Only the lines from the beginning of the data below through the line that contains "#[derive(Clone, Copy)]" should be repeated, exactly as written.

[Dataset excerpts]
═══

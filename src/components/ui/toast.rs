//! Toast notifications. `Toasts` is the browser-side `Notifier`: workflows push
//! messages into it and each toast dismisses itself after a few seconds or on
//! click.

use super::alert::alert_class;
use crate::features::effects::{NoticeKind, Notifier};
use gloo_timers::callback::Timeout;
use leptos::prelude::*;

const TOAST_TTL_MS: u32 = 4_000;

#[derive(Clone, Debug, PartialEq, Eq)]
struct Toast {
    id: u64,
    kind: NoticeKind,
    message: String,
}

#[derive(Clone, Copy)]
pub struct Toasts {
    items: RwSignal<Vec<Toast>>,
    next_id: StoredValue<u64>,
}

impl Toasts {
    fn new() -> Self {
        Self {
            items: RwSignal::new(Vec::new()),
            next_id: StoredValue::new(0),
        }
    }

    /// No-op once the provider is gone.
    fn dismiss(&self, id: u64) {
        self.items.try_update(|items| items.retain(|toast| toast.id != id));
    }
}

impl Notifier for Toasts {
    fn notify(&self, kind: NoticeKind, message: &str) {
        let Some(id) = self.next_id.try_update_value(|next| {
            *next += 1;
            *next
        }) else {
            return;
        };
        self.items.try_update(|items| {
            items.push(Toast {
                id,
                kind,
                message: message.to_string(),
            });
        });

        let toasts = *self;
        Timeout::new(TOAST_TTL_MS, move || toasts.dismiss(id)).forget();
    }
}

/// Provides the toast context and renders the toast stack above the page.
#[component]
pub fn ToastProvider(children: Children) -> impl IntoView {
    let toasts = Toasts::new();
    provide_context(toasts);

    view! {
        {children()}
        <div
            class="pointer-events-none fixed right-4 top-4 z-50 flex w-80 max-w-[calc(100vw-2rem)] flex-col gap-2"
            aria-live="polite"
        >
            <For
                each=move || toasts.items.get()
                key=|toast| toast.id
                children=move |toast| {
                    let id = toast.id;
                    view! {
                        <button
                            type="button"
                            class=format!("pointer-events-auto text-left shadow-lg {}", alert_class(toast.kind))
                            on:click=move |_| toasts.dismiss(id)
                        >
                            {toast.message}
                        </button>
                    }
                }
            />
        </div>
    }
}

/// Returns the toast context or a detached one that renders nowhere.
pub fn use_toasts() -> Toasts {
    use_context::<Toasts>().unwrap_or_else(Toasts::new)
}
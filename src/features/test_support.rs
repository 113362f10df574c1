//! Recording fakes for the workflow collaborators.

use crate::{
    app_lib::AppError,
    features::{
        auth::{
            login::{Authenticator, SessionStore},
            types::{SignInRequest, SignInResponse, UserSession},
        },
        effects::{Navigator, NoticeKind, Notifier},
        registration::{types::RegistrationRequest, workflow::Registrar},
    },
};
use serde_json::Value;
use std::cell::RefCell;

#[derive(Default)]
pub struct RecordingNotifier {
    notices: RefCell<Vec<(NoticeKind, String)>>,
}

impl RecordingNotifier {
    pub fn notices(&self) -> Vec<(NoticeKind, String)> {
        self.notices.borrow().clone()
    }

    pub fn messages(&self, kind: NoticeKind) -> Vec<String> {
        self.notices
            .borrow()
            .iter()
            .filter(|(notice_kind, _)| *notice_kind == kind)
            .map(|(_, message)| message.clone())
            .collect()
    }

    pub fn errors(&self) -> Vec<String> {
        self.messages(NoticeKind::Error)
    }

    pub fn successes(&self) -> Vec<String> {
        self.messages(NoticeKind::Success)
    }
}

impl Notifier for RecordingNotifier {
    fn notify(&self, kind: NoticeKind, message: &str) {
        self.notices.borrow_mut().push((kind, message.to_string()));
    }
}

#[derive(Default)]
pub struct RecordingNavigator {
    visits: RefCell<Vec<String>>,
}

impl RecordingNavigator {
    pub fn visits(&self) -> Vec<String> {
        self.visits.borrow().clone()
    }
}

impl Navigator for RecordingNavigator {
    fn navigate(&self, path: &str) {
        self.visits.borrow_mut().push(path.to_string());
    }
}

#[derive(Default)]
pub struct RecordingSessions {
    stored: RefCell<Vec<UserSession>>,
}

impl RecordingSessions {
    pub fn stored(&self) -> Vec<UserSession> {
        self.stored.borrow().clone()
    }
}

impl SessionStore for RecordingSessions {
    fn store(&self, session: UserSession) {
        self.stored.borrow_mut().push(session);
    }
}

/// Answers every sign-in with a fixed result and keeps the JSON it was sent.
pub struct FakeAuthenticator {
    response: Result<SignInResponse, AppError>,
    requests: RefCell<Vec<Value>>,
}

impl FakeAuthenticator {
    pub fn accepting() -> Self {
        Self::answering(Ok(SignInResponse {
            ok: true,
            ..SignInResponse::default()
        }))
    }

    pub fn rejecting() -> Self {
        Self::answering(Ok(SignInResponse {
            ok: false,
            error: Some("CredentialsSignin".to_string()),
            url: None,
        }))
    }

    pub fn answering(response: Result<SignInResponse, AppError>) -> Self {
        Self {
            response,
            requests: RefCell::new(Vec::new()),
        }
    }

    pub fn requests(&self) -> Vec<Value> {
        self.requests.borrow().clone()
    }
}

impl Authenticator for FakeAuthenticator {
    async fn sign_in(&self, request: &SignInRequest<'_>) -> Result<SignInResponse, AppError> {
        let body = serde_json::to_value(request).unwrap_or(Value::Null);
        self.requests.borrow_mut().push(body);
        self.response.clone()
    }
}

/// Answers every registration with a fixed status or error.
pub struct FakeRegistrar {
    response: Result<u16, AppError>,
    requests: RefCell<Vec<Value>>,
}

impl FakeRegistrar {
    pub fn answering(response: Result<u16, AppError>) -> Self {
        Self {
            response,
            requests: RefCell::new(Vec::new()),
        }
    }

    pub fn requests(&self) -> Vec<Value> {
        self.requests.borrow().clone()
    }
}

impl Registrar for FakeRegistrar {
    async fn register(&self, request: &RegistrationRequest<'_>) -> Result<u16, AppError> {
        let body = serde_json::to_value(request).unwrap_or(Value::Null);
        self.requests.borrow_mut().push(body);
        self.response.clone()
    }
}
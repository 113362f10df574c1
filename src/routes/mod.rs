mod home;
mod login;
mod not_found;
mod profile;
mod register;

pub(crate) use home::HomePage;
pub(crate) use login::LoginPage;
pub(crate) use not_found::NotFoundPage;
pub(crate) use profile::ProfilePage;
pub(crate) use register::RegisterPage;

use leptos::prelude::*;
use leptos_router::components::{Route, Routes};
use leptos_router::path;

#[component]
pub fn AppRoutes() -> impl IntoView {
    view! {
        <Routes fallback=|| view! { <NotFoundPage /> }>
            <Route path=path!("/") view=HomePage />
            <Route path=path!("/login") view=LoginPage />
            <Route path=path!("/register") view=RegisterPage />
            <Route path=path!("/profile") view=ProfilePage />
            <Route path=path!("/*any") view=NotFoundPage />
        </Routes>
    }
}
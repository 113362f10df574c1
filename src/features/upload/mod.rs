//! Proof document upload: client-side file checks, the multipart call, and
//! the sub-controller that turns the service response into a URL for the
//! registration form.

#[cfg(target_arch = "wasm32")]
pub(crate) mod client;
pub(crate) mod state;
pub(crate) mod types;
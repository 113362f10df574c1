//! Error type shared by API helpers, feature clients, and workflows. Messages
//! are rendered in notifications, so variants must never carry secrets.

use super::endpoints::sanitize_body;
use serde::Deserialize;
use thiserror::Error;

#[derive(Clone, Debug, Error, PartialEq, Eq)]
pub enum AppError {
    #[error("Config error: {0}")]
    Config(String),
    #[error("Network error: {0}")]
    Network(String),
    #[error("Timeout: {0}")]
    Timeout(String),
    /// `body` is the raw response text; it is only truncated for display.
    #[error("Request failed ({status}): {}", sanitize_body(.body))]
    Http { status: u16, body: String },
    #[error("Response error: {0}")]
    Parse(String),
    #[error("Request error: {0}")]
    Serialization(String),
}

/// JSON error body returned by the backend, e.g. `{"message": "Email exists"}`.
#[derive(Deserialize)]
struct ErrorBody {
    message: Option<String>,
}

impl AppError {
    /// Returns the server-supplied `message` when this is an HTTP error whose
    /// body is JSON carrying a non-empty string `message` field.
    pub fn server_message(&self) -> Option<String> {
        let AppError::Http { body, .. } = self else {
            return None;
        };
        serde_json::from_str::<ErrorBody>(body)
            .ok()
            .and_then(|parsed| parsed.message)
            .map(|message| message.trim().to_string())
            .filter(|message| !message.is_empty())
    }
}

#[cfg(test)]
mod tests {
    use super::AppError;

    fn http(status: u16, body: &str) -> AppError {
        AppError::Http {
            status,
            body: body.to_string(),
        }
    }

    #[test]
    fn server_message_reads_json_message_field() {
        assert_eq!(
            http(409, r#"{"message":"Email exists"}"#).server_message(),
            Some("Email exists".to_string())
        );
    }

    #[test]
    fn server_message_ignores_plain_text_and_missing_fields() {
        assert_eq!(http(500, "Internal Server Error").server_message(), None);
        assert_eq!(http(400, r#"{"error":"bad"}"#).server_message(), None);
        assert_eq!(http(400, r#"{"message":"   "}"#).server_message(), None);
        assert_eq!(http(400, r#"{"message":42}"#).server_message(), None);
    }

    #[test]
    fn server_message_is_only_for_http_errors() {
        let err = AppError::Network(r#"{"message":"nope"}"#.to_string());
        assert_eq!(err.server_message(), None);
    }

    #[test]
    fn server_message_survives_long_bodies() {
        let body = format!(
            r#"{{"message":"Email exists","detail":"{}"}}"#,
            "x".repeat(600)
        );
        let err = http(409, &body);

        assert_eq!(err.server_message(), Some("Email exists".to_string()));
        assert!(err.to_string().chars().count() < body.chars().count());
    }

    #[test]
    fn display_includes_status() {
        assert_eq!(
            http(503, "down").to_string(),
            "Request failed (503): down"
        );
    }
}
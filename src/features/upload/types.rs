//! Upload service response shape and preview classification.
//!
//! The service answers with a JSON array of file records. The stored file URL
//! is `ufsUrl`; older deployments only send `url`, which is used when `ufsUrl`
//! is absent or empty. Nothing else is probed.

use serde::Deserialize;

/// Value of the file input's `accept` attribute.
pub const ACCEPTED_TYPES: &str = "image/*,application/pdf";
pub const PDF_MIME: &str = "application/pdf";
/// Largest document the uploader sends (4 MiB).
pub const MAX_UPLOAD_BYTES: u64 = 4 * 1024 * 1024;

#[derive(Clone, Debug, Default, PartialEq, Eq, Deserialize)]
pub struct UploadedFile {
    #[serde(default, rename = "ufsUrl")]
    pub ufs_url: Option<String>,
    #[serde(default)]
    pub url: Option<String>,
    #[serde(default, rename = "type")]
    pub mime_type: Option<String>,
    #[serde(default)]
    pub name: Option<String>,
    #[serde(default)]
    pub key: Option<String>,
    #[serde(default)]
    pub size: Option<u64>,
}

impl UploadedFile {
    /// Stored file URL, preferring `ufsUrl` over the legacy `url`.
    pub fn file_url(&self) -> Option<&str> {
        [self.ufs_url.as_deref(), self.url.as_deref()]
            .into_iter()
            .flatten()
            .map(str::trim)
            .find(|value| !value.is_empty())
    }
}

/// What the upload sub-controller reports to its parent.
#[derive(Clone, Debug, Default, PartialEq, Eq)]
pub struct UploadResult {
    pub url: Option<String>,
    pub mime_type: Option<String>,
}

impl UploadResult {
    pub fn none() -> Self {
        Self::default()
    }
}

/// A successfully stored document kept for preview.
#[derive(Clone, Debug, PartialEq, Eq)]
pub struct UploadedDocument {
    pub url: String,
    pub mime_type: Option<String>,
    pub name: Option<String>,
}

impl UploadedDocument {
    pub fn preview(&self) -> PreviewKind {
        PreviewKind::for_mime(self.mime_type.as_deref())
    }
}

#[derive(Clone, Copy, Debug, PartialEq, Eq)]
pub enum PreviewKind {
    /// Inline `<img>`.
    Image,
    /// Embedded frame plus an "Open full document" link.
    Pdf,
    /// Plain view/download link.
    Link,
}

impl PreviewKind {
    pub fn for_mime(mime_type: Option<&str>) -> Self {
        let Some(mime_type) = mime_type.map(|value| value.trim().to_ascii_lowercase()) else {
            return PreviewKind::Link;
        };
        if mime_type.starts_with("image/") {
            PreviewKind::Image
        } else if mime_type == PDF_MIME {
            PreviewKind::Pdf
        } else {
            PreviewKind::Link
        }
    }
}

/// Why a picked file is not sent to the upload service.
#[derive(Clone, Copy, Debug, PartialEq, Eq)]
pub enum FileRejection {
    UnsupportedType,
    TooLarge,
    Empty,
}

impl FileRejection {
    pub fn message(self) -> &'static str {
        match self {
            FileRejection::UnsupportedType => "Only images or PDF documents can be uploaded.",
            FileRejection::TooLarge => "The document must be 4 MB or smaller.",
            FileRejection::Empty => "The selected file is empty.",
        }
    }
}

/// Client-side checks run before a file is uploaded.
pub fn check_file(mime_type: &str, size: u64) -> Result<(), FileRejection> {
    let mime_type = mime_type.trim().to_ascii_lowercase();
    if !(mime_type.starts_with("image/") || mime_type == PDF_MIME) {
        return Err(FileRejection::UnsupportedType);
    }
    if size == 0 {
        return Err(FileRejection::Empty);
    }
    if size > MAX_UPLOAD_BYTES {
        return Err(FileRejection::TooLarge);
    }
    Ok(())
}

#[cfg(test)]
mod tests {
    use super::*;
    use anyhow::Result;

    #[test]
    fn parses_ufs_url_records() -> Result<()> {
        let files: Vec<UploadedFile> = serde_json::from_str(
            r#"[{"ufsUrl":"https://x/file.png","type":"image/png","name":"file.png","key":"abc","size":1024}]"#,
        )?;
        assert_eq!(files.len(), 1);
        assert_eq!(files[0].file_url(), Some("https://x/file.png"));
        assert_eq!(files[0].mime_type.as_deref(), Some("image/png"));
        assert_eq!(files[0].size, Some(1024));
        Ok(())
    }

    #[test]
    fn falls_back_to_legacy_url() -> Result<()> {
        let file: UploadedFile =
            serde_json::from_str(r#"{"ufsUrl":"  ","url":"https://x/legacy.pdf"}"#)?;
        assert_eq!(file.file_url(), Some("https://x/legacy.pdf"));

        let file: UploadedFile = serde_json::from_str(
            r#"{"ufsUrl":"https://x/new.pdf","url":"https://x/legacy.pdf"}"#,
        )?;
        assert_eq!(file.file_url(), Some("https://x/new.pdf"));
        Ok(())
    }

    #[test]
    fn record_without_url_has_none() -> Result<()> {
        let file: UploadedFile = serde_json::from_str(r#"{"name":"file.png"}"#)?;
        assert_eq!(file.file_url(), None);
        Ok(())
    }

    #[test]
    fn preview_kind_by_mime() {
        assert_eq!(PreviewKind::for_mime(Some("image/png")), PreviewKind::Image);
        assert_eq!(PreviewKind::for_mime(Some("IMAGE/JPEG")), PreviewKind::Image);
        assert_eq!(PreviewKind::for_mime(Some("application/pdf")), PreviewKind::Pdf);
        assert_eq!(
            PreviewKind::for_mime(Some("application/msword")),
            PreviewKind::Link
        );
        assert_eq!(PreviewKind::for_mime(None), PreviewKind::Link);
    }

    #[test]
    fn check_file_limits_type_and_size() {
        assert_eq!(check_file("image/jpeg", 2048), Ok(()));
        assert_eq!(check_file("application/pdf", MAX_UPLOAD_BYTES), Ok(()));
        assert_eq!(
            check_file("application/pdf", MAX_UPLOAD_BYTES + 1),
            Err(FileRejection::TooLarge)
        );
        assert_eq!(
            check_file("text/plain", 10),
            Err(FileRejection::UnsupportedType)
        );
        assert_eq!(check_file("", 10), Err(FileRejection::UnsupportedType));
        assert_eq!(check_file("image/png", 0), Err(FileRejection::Empty));
    }
}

═══

- Exercise answer
filename src/components/ui/toast.rs
//! Toast notifications. `Toasts` is the browser-side `Notifier`: workflows push
//! messages into it and each toast dismisses itself after a few seconds or on
//! click.

use super::alert::alert_class;
use crate::features::effects::{NoticeKind, Notifier};
use gloo_timers::callback::Timeout;
use leptos::prelude::*;

const TOAST_TTL_MS: u32 = 4_000;

#[derive(Clone, Debug, PartialEq, Eq)]
struct Toast {
    id: u64,
    kind: NoticeKind,
    message: String,
}

#[derive(Clone, Copy)]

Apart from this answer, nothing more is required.